I answered all the questions perfectly -- even my age, damn it. My blood pressure was normal. The firemen helped me downstairs when the ambulance arrived (Melissa does not do things by half, nor do I blame her). Actually, the firemen said they might not have bothered with the ambulance were it not for my history of cancer. The EMTs were delightful. I got to ride in an ambulance, though after tumping over and substantially knocking one's noggin, riding backwards is probably not the best thing. I wasn't sick, but made sure I had a basin when I got to the ER.

No headache. No broken skin. Damn little bruising. Eye movement -- normal. No vertigo. No nausea aside from what can be attributed to motion sickness. All of which said to the doctor no need for a CT scan or MRI, especially since I had an MRI less than a month ago, and I'm having all sorts of blood work done next week, and you really, really do not want to make the phlebotomist's life harder than it is by trying to locate my veins twice in a little more than a week.

We were home by 10:00AM. If, heaven forbid, you have to go to the ER, first thing on a Monday holiday is a pretty good time. As I curled up on the sofa -- STILL no headache, but those muscles that hit the floor... and the dresser... and the weight bench... were starting to get sore... I realized (a) how stupid it had been to test my balance quite that way, in that place, then (b) it was just bad luck I had fallen in that direction, then (c) this was the kind of thing that lost Lindsay Jacobellis her gold medal, and (d) it's damn lucky I have a hard head and that I didn't kill myself! I confess, I felt rather freaked out later in the day and had this intense desire just to go to bed. The lucky thing is, I'm so sore from having fallen that lying in bed ain't comfortable!

I felt good enough to go into work the next day, but by the end of the day I was sorer than ever, and a little unsteady (to be expected, Dr. Bonnem said), so I chose to work at home today, with a stack of manuscripts by my side and right next to the massage pillow Bran and Elane (bless them, how did they KNOW?) sent us for Christmas.

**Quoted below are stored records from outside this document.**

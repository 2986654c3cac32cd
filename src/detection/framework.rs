use super::dependencies::DependencySet;
use super::index::TreeIndex;
use super::sampler::ContentSampler;
use super::scorer::CategoryWeights;
use super::types::{Signal, SignalCategory};
use crate::platforms::{FrameworkRule, Indicator};
use tracing::trace;

/// Framework chosen for a candidate together with the evidence that earned it
#[derive(Debug, Clone, PartialEq)]
pub struct ResolvedFramework {
    pub name: String,
    pub signals: Vec<Signal>,
    /// Sum of the distinct category weights earned, in hundredths
    pub weight: u32,
}

/// Picks at most one framework per platform.
///
/// Every rule is evaluated on its own; the rule earning the largest combined
/// weight wins and earlier rules win ties. A rule matched only through source
/// patterns still names the framework, but adds `content_match` alone.
#[derive(Debug, Clone, Copy, Default)]
pub struct FrameworkResolver {
    weights: CategoryWeights,
}

impl FrameworkResolver {
    pub fn new(weights: CategoryWeights) -> Self {
        Self { weights }
    }

    pub fn resolve(
        &self,
        index: &TreeIndex,
        frameworks: &[FrameworkRule],
        dependencies: &DependencySet,
        sampler: &ContentSampler,
    ) -> Option<ResolvedFramework> {
        let mut best: Option<ResolvedFramework> = None;

        for rule in frameworks {
            let Some(resolved) = self.evaluate(index, rule, dependencies, sampler) else {
                continue;
            };
            trace!(framework = %resolved.name, weight = resolved.weight, "Framework rule matched");
            if best.as_ref().map_or(true, |b| resolved.weight > b.weight) {
                best = Some(resolved);
            }
        }

        best
    }

    fn evaluate(
        &self,
        index: &TreeIndex,
        rule: &FrameworkRule,
        dependencies: &DependencySet,
        sampler: &ContentSampler,
    ) -> Option<ResolvedFramework> {
        let mut signals: Vec<Signal> = Vec::new();

        for indicator in &rule.indicators {
            let category = match indicator {
                Indicator::Source(_) => SignalCategory::ContentMatch,
                _ => SignalCategory::FrameworkMatch,
            };
            // one piece of evidence per category is enough
            if signals.iter().any(|s| s.category == category) {
                continue;
            }

            let evidence = match indicator {
                Indicator::Package(name) => dependencies.find_exact(name),
                Indicator::PackageContaining(fragment) => dependencies.find_containing(fragment),
                Indicator::Path(pattern) => index.first_matching(pattern).map(|e| e.path.as_str()),
                Indicator::Source(content) => sampler.find_match(index, content),
            };

            if let Some(path) = evidence {
                signals.push(Signal::new(category, self.weights.fraction(category), path));
            }
        }

        if signals.is_empty() {
            return None;
        }

        let weight = signals
            .iter()
            .map(|s| self.weights.hundredths(s.category))
            .sum();
        Some(ResolvedFramework {
            name: rule.name.clone(),
            signals,
            weight,
        })
    }
}
//! Subcommand handlers
//!
//! Each handler returns the process exit code: 0 on success (including a run
//! with no detections), 1 for tree, configuration, output or timeout failures
//! and 2 for an invalid confidence threshold.

use super::commands::{DetectArgs, PlatformsArgs};
use super::output::{OutputFormat, OutputFormatter, PlatformSummary};
use crate::config::StackprobeConfig;
use crate::detection::{validate_threshold, DetectionEngine, DetectionError, DetectionResult};
use crate::fs::{DirectoryTree, FileTree};
use crate::platforms::PlatformRegistry;
use std::env;
use std::path::Path;
use std::sync::Arc;
use std::time::Duration;
use tracing::{debug, error, info};

pub const EXIT_OK: i32 = 0;
pub const EXIT_FAILURE: i32 = 1;
pub const EXIT_INVALID_THRESHOLD: i32 = 2;

fn exit_code(err: &DetectionError) -> i32 {
    match err {
        DetectionError::InvalidThreshold(_) => EXIT_INVALID_THRESHOLD,
        DetectionError::TreeUnavailable { .. } => EXIT_FAILURE,
    }
}

/// Environment configuration with command-line overrides applied
pub fn resolve_config(args: &DetectArgs) -> StackprobeConfig {
    let defaults = StackprobeConfig::default();
    StackprobeConfig {
        min_confidence: args.min_confidence.unwrap_or(defaults.min_confidence),
        max_depth: args.max_depth.unwrap_or(defaults.max_depth),
        max_files: args.max_files.unwrap_or(defaults.max_files),
        ..defaults
    }
}

async fn run_detection(
    engine: DetectionEngine,
    tree: Arc<dyn FileTree>,
    min_confidence: f64,
    sequential: bool,
) -> Result<DetectionResult, DetectionError> {
    if !sequential {
        return engine.detect_concurrent(tree, min_confidence).await;
    }

    let root = tree.root().to_path_buf();
    match tokio::task::spawn_blocking(move || engine.detect(tree.as_ref(), min_confidence)).await {
        Ok(result) => result,
        Err(e) if e.is_panic() => std::panic::resume_unwind(e.into_panic()),
        Err(e) => Err(DetectionError::TreeUnavailable {
            root,
            reason: e.to_string(),
        }),
    }
}

fn emit(output: &str, destination: Option<&Path>, quiet: bool) -> i32 {
    match destination {
        Some(output_file) => match std::fs::write(output_file, output) {
            Ok(_) => {
                info!("Output written to: {}", output_file.display());
                if !quiet {
                    eprintln!("Output written to: {}", output_file.display());
                }
                EXIT_OK
            }
            Err(e) => {
                error!("Failed to write output to file: {}", e);
                EXIT_FAILURE
            }
        },
        None => {
            println!("{}", output);
            EXIT_OK
        }
    }
}

pub async fn handle_detect(args: &DetectArgs, quiet: bool) -> i32 {
    let repo_path = match &args.repository_path {
        Some(path) => path.clone(),
        None => match env::current_dir() {
            Ok(dir) => dir,
            Err(e) => {
                error!("Failed to get current directory: {}", e);
                return EXIT_FAILURE;
            }
        },
    };
    debug!("Repository path: {}", repo_path.display());

    let config = resolve_config(args);
    if let Err(e) = validate_threshold(config.min_confidence) {
        error!("{}", e);
        return exit_code(&e);
    }
    if let Err(e) = config.validate() {
        error!("Configuration error: {}", e);
        eprintln!("\nPlease check your STACKPROBE_* environment variables and command-line arguments.");
        return EXIT_FAILURE;
    }
    debug!(?config, "Resolved configuration");

    let engine = DetectionEngine::from_config(&config);
    let walk = config.walk_config(engine.registry());
    let tree: Arc<dyn FileTree> = Arc::new(DirectoryTree::with_config(&repo_path, walk));

    let detection = run_detection(engine, tree, config.min_confidence, args.sequential);
    let outcome = match args.timeout {
        Some(secs) => match tokio::time::timeout(Duration::from_secs(secs), detection).await {
            Ok(outcome) => outcome,
            Err(_) => {
                error!("Detection timed out after {} seconds", secs);
                return EXIT_FAILURE;
            }
        },
        None => detection.await,
    };

    let result = match outcome {
        Ok(result) => result,
        Err(e) => {
            error!("Detection failed: {}", e);
            return exit_code(&e);
        }
    };

    let formatter = OutputFormatter::new(args.format.into());
    match formatter.format(&result) {
        Ok(output) => emit(&output, args.output.as_deref(), quiet),
        Err(e) => {
            error!("Failed to format output: {:#}", e);
            EXIT_FAILURE
        }
    }
}

pub fn handle_platforms(args: &PlatformsArgs) -> i32 {
    let registry = PlatformRegistry::with_defaults();
    let summaries = PlatformSummary::from_registry(&registry);
    let format: OutputFormat = args.format.into();

    match OutputFormatter::new(format).format_platforms(&summaries) {
        Ok(output) => emit(&output, None, false),
        Err(e) => {
            error!("Failed to format output: {:#}", e);
            EXIT_FAILURE
        }
    }
}

#[cfg(test)]
mod tests {
    use super::*;
    use crate::cli::commands::{CliArgs, Commands};
    use clap::Parser;
    use serial_test::serial;

    fn detect_args(argv: &[&str]) -> DetectArgs {
        match CliArgs::parse_from(argv).command {
            Commands::Detect(args) => args,
            _ => panic!("Expected Detect command"),
        }
    }

    #[test]
    #[serial]
    fn test_flags_override_environment() {
        env::set_var("STACKPROBE_MAX_DEPTH", "3");
        let args = detect_args(&["stackprobe", "detect", "--max-depth", "5", "-c", "0.5"]);
        let config = resolve_config(&args);
        env::remove_var("STACKPROBE_MAX_DEPTH");

        assert_eq!(config.max_depth, 5);
        assert_eq!(config.min_confidence, 0.5);
    }

    #[test]
    #[serial]
    fn test_environment_used_without_flags() {
        env::set_var("STACKPROBE_MAX_FILES", "123");
        let args = detect_args(&["stackprobe", "detect"]);
        let config = resolve_config(&args);
        env::remove_var("STACKPROBE_MAX_FILES");

        assert_eq!(config.max_files, 123);
    }

    #[tokio::test]
    async fn test_invalid_threshold_exit_code() {
        let args = detect_args(&["stackprobe", "detect", "/nonexistent", "-c", "1.5"]);
        assert_eq!(handle_detect(&args, true).await, EXIT_INVALID_THRESHOLD);
    }

    #[tokio::test]
    #[serial]
    async fn test_missing_tree_exit_code() {
        let args = detect_args(&["stackprobe", "detect", "/nonexistent/stackprobe/path"]);
        assert_eq!(handle_detect(&args, true).await, EXIT_FAILURE);
    }
}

Not unrelated to this -- I start physical therapy on Friday. I know it will make me feel much better. The question is, is it going to make me feel worse, first?

Wednesday, February 08, 2006

I am not a knitter...

Nor do I play one on TV. Yet somehow or other, I have found myself deep in the company of knitters, cheering on Teams Wales (the Jamaican Bobsled Team of Knitting) in the Knitting Olympics. This past Sunday, I found myself at the new local yarnshop -- comfortably ensconced in a wing armchair usually reserved for trailing husbands -- while Melissa picked out yarn for two sweaters. To be fair, one is for me -- but I had the yarn picked out for it within 5 minutes, I kid you not. Yet we were there almost an hour.

Nor do I have any hope of seeing my new sweater -- a rust-orange gansey -- any time soon. Melissa wants to finish the crochet top for which she bought yarn on Sunday, and then there's the project for the Knitting Olympics. The Olympics projects is supposed to be completed by the end of the games, that is, in sixteen days, including the opening ceremonies. The fact that both Daytona and the Westminster Kennel Club show are on TV during that period may actually help speed things along.